- _Work request_
The word to look for is "async". Report every line of the entries below that has it.

***** Material to process

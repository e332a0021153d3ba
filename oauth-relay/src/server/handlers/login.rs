use axum::{
    extract::{Path, Query, State},
    response::Redirect,
};

use crate::common::PROXY_SECRET_QUERY;
use crate::server::{
    credentials::CredentialOverride, error::ServerError, models::LoginParams, AppState,
};

/// Send the browser to the provider's authorization page for an existing
/// session, recording the scope and credentials the flow was started with
pub async fn login_with_session(
    State(state): State<AppState>,
    Path(session_id): Path<String>,
    Query(params): Query<LoginParams>,
    overrides: CredentialOverride,
) -> Result<Redirect, ServerError> {
    let span = tracing::info_span!("login", session_id = %session_id);
    let _enter = span.enter();

    if state.session_store.get(&session_id).is_none() {
        tracing::warn!("Login requested for unknown session");
        return Err(ServerError::UnknownSession(session_id));
    }

    let credentials = overrides.resolve(&state.oauth_client)?;
    let requested_scope = params.scope.filter(|s| !s.is_empty());

    let session = state.session_store.update(&session_id, &mut |session| {
        let scope = requested_scope
            .clone()
            .unwrap_or_else(|| session.scope.clone());
        session.begin_login(scope, credentials.clone())
    })?;

    let auth_url = state.oauth_client.build_authorization_url(
        &credentials,
        &session.scope,
        &session.session_id,
    );

    tracing::info!(scope = %session.scope, "Redirecting to provider");

    Ok(Redirect::to(&auth_url))
}

/// Legacy entry point without a session id: creates a session with the
/// default scope and hands over to `/login/{session_id}`
pub async fn legacy_login(
    State(state): State<AppState>,
    Query(params): Query<LoginParams>,
) -> Redirect {
    let session = state
        .session_store
        .create(state.oauth_client.default_scope().to_string());

    let mut target = format!(
        "{}/login/{}",
        state.server.normalized_base_path(),
        session.session_id
    );

    let mut forwarded = url::form_urlencoded::Serializer::new(String::new());
    let mut has_params = false;
    if let Some(scope) = params.scope.as_deref().filter(|s| !s.is_empty()) {
        forwarded.append_pair("scope", scope);
        has_params = true;
    }
    if let Some(secret) = params.proxy_secret.as_deref().filter(|s| !s.is_empty()) {
        forwarded.append_pair(PROXY_SECRET_QUERY, secret);
        has_params = true;
    }
    if has_params {
        target.push('?');
        target.push_str(&forwarded.finish());
    }

    tracing::info!(session_id = %session.session_id, "Created session via legacy login");

    Redirect::to(&target)
}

**********

- _Response area_
pub async fn login_with_session(
pub async fn legacy_login(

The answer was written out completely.